◆ TASK ITEM
Retype the data below in full, keeping every character as it is.

◆ ENTRIES SHOWN

--- START ---

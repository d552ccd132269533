use crate::core::config::DatabaseConfig;
use sqlx::{postgres::PgPoolOptions, PgPool};
use std::time::Duration;

pub async fn create_pool(config: &DatabaseConfig) -> Result<PgPool, sqlx::Error> {
    PgPoolOptions::new()
        .max_connections(config.max_connections)
        .min_connections(config.min_connections)
        .acquire_timeout(Duration::from_secs(config.acquire_timeout_secs))
        .idle_timeout(Duration::from_secs(config.idle_timeout_secs))
        .max_lifetime(Duration::from_secs(config.max_lifetime_secs))
        .connect(&config.url)
        .await
}

/// Apply pending schema migrations from `./migrations`
pub async fn run_migrations(pool: &PgPool) -> Result<(), sqlx::migrate::MigrateError> {
    sqlx::migrate!("./migrations").run(pool).await
}
use axum::http::HeaderValue;
use tower_http::cors::{AllowOrigin, Any, CorsLayer};
use tower_http::request_id::{MakeRequestId, RequestId};
use tracing::Span;
use uuid::Uuid;

/// Request ID generator using UUID v7 (time-ordered)
#[derive(Clone, Copy)]
pub struct MakeRequestUuid;

impl MakeRequestId for MakeRequestUuid {
    fn make_request_id<B>(&mut self, _request: &axum::http::Request<B>) -> Option<RequestId> {
        let id = Uuid::now_v7().to_string();
        HeaderValue::from_str(&id).ok().map(RequestId::new)
    }
}

/// Custom MakeSpan that includes request_id in the tracing span
#[derive(Clone, Debug)]
pub struct MakeSpanWithRequestId;

impl<B> tower_http::trace::MakeSpan<B> for MakeSpanWithRequestId {
    fn make_span(&mut self, request: &axum::http::Request<B>) -> Span {
        let request_id = request
            .headers()
            .get("x-request-id")
            .and_then(|v| v.to_str().ok())
            .unwrap_or("-");

        tracing::info_span!(
            "request",
            method = %request.method(),
            uri = %request.uri(),
            request_id = %request_id,
        )
    }
}

pub fn cors_layer(allowed_origins: Vec<String>) -> CorsLayer {
    let cors = CorsLayer::new().allow_methods(Any).allow_headers(Any);

    // If origins list contains "*", allow any origin
    if allowed_origins.iter().any(|o| o == "*") {
        cors.allow_origin(Any)
    } else {
        let origins: Vec<HeaderValue> = allowed_origins
            .iter()
            .filter_map(|o| o.parse().ok())
            .collect();
        cors.allow_origin(AllowOrigin::list(origins))
    }
}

--- END ---

◆ ANSWER TO THIS TASK
repository d552ccd132269533
use crate::core::config::DatabaseConfig;
use sqlx::{postgres::PgPoolOptions, PgPool};
use std::time::Duration;

pub async fn create_pool(config: &DatabaseConfig) -> Result<PgPool, sqlx::Error> {
    PgPoolOptions::new()
        .max_connections(config.max_connections)
        .min_connections(config.min_connections)
        .acquire_timeout(Duration::from_secs(config.acquire_timeout_secs))
        .idle_timeout(Duration::from_secs(config.idle_timeout_secs))
        .max_lifetime(Duration::from_secs(config.max_lifetime_secs))
        .connect(&config.url)
        .await
}

/// Apply pending schema migrations from `./migrations`
pub async fn run_migrations(pool: &PgPool) -> Result<(), sqlx::migrate::MigrateError> {
    sqlx::migrate!("./migrations").run(pool).await
}
use axum::http::HeaderValue;
use tower_http::cors::{AllowOrigin, Any, CorsLayer};
use tower_http::request_id::{MakeRequestId, RequestId};
use tracing::Span;
use uuid::Uuid;

/// Request ID generator using UUID v7 (time-ordered)
#[derive(Clone, Copy)]
pub struct MakeRequestUuid;

impl MakeRequestId for MakeRequestUuid {
    fn make_request_id<B>(&mut self, _request: &axum::http::Request<B>) -> Option<RequestId> {
        let id = Uuid::now_v7().to_string();
        HeaderValue::from_str(&id).ok().map(RequestId::new)
    }
}

/// Custom MakeSpan that includes request_id in the tracing span
#[derive(Clone, Debug)]
pub struct MakeSpanWithRequestId;

impl<B> tower_http::trace::MakeSpan<B> for MakeSpanWithRequestId {
    fn make_span(&mut self, request: &axum::http::Request<B>) -> Span {
        let request_id = request
            .headers()
            .get("x-request-id")
            .and_then(|v| v.to_str().ok())
            .unwrap_or("-");

        tracing::info_span!(
            "request",
            method = %request.method(),
            uri = %request.uri(),
            request_id = %request_id,
        )
    }
}

pub fn cors_layer(allowed_origins: Vec<String>) -> CorsLayer {
    let cors = CorsLayer::new().allow_methods(Any).allow_headers(Any);

    // If origins list contains "*", allow any origin
    if allowed_origins.iter().any(|o| o == "*") {
        cors.allow_origin(Any)
    } else {
        let origins: Vec<HeaderValue> = allowed_origins
            .iter()
            .filter_map(|o| o.parse().ok())
            .collect();
        cors.allow_origin(AllowOrigin::list(origins))
    }
}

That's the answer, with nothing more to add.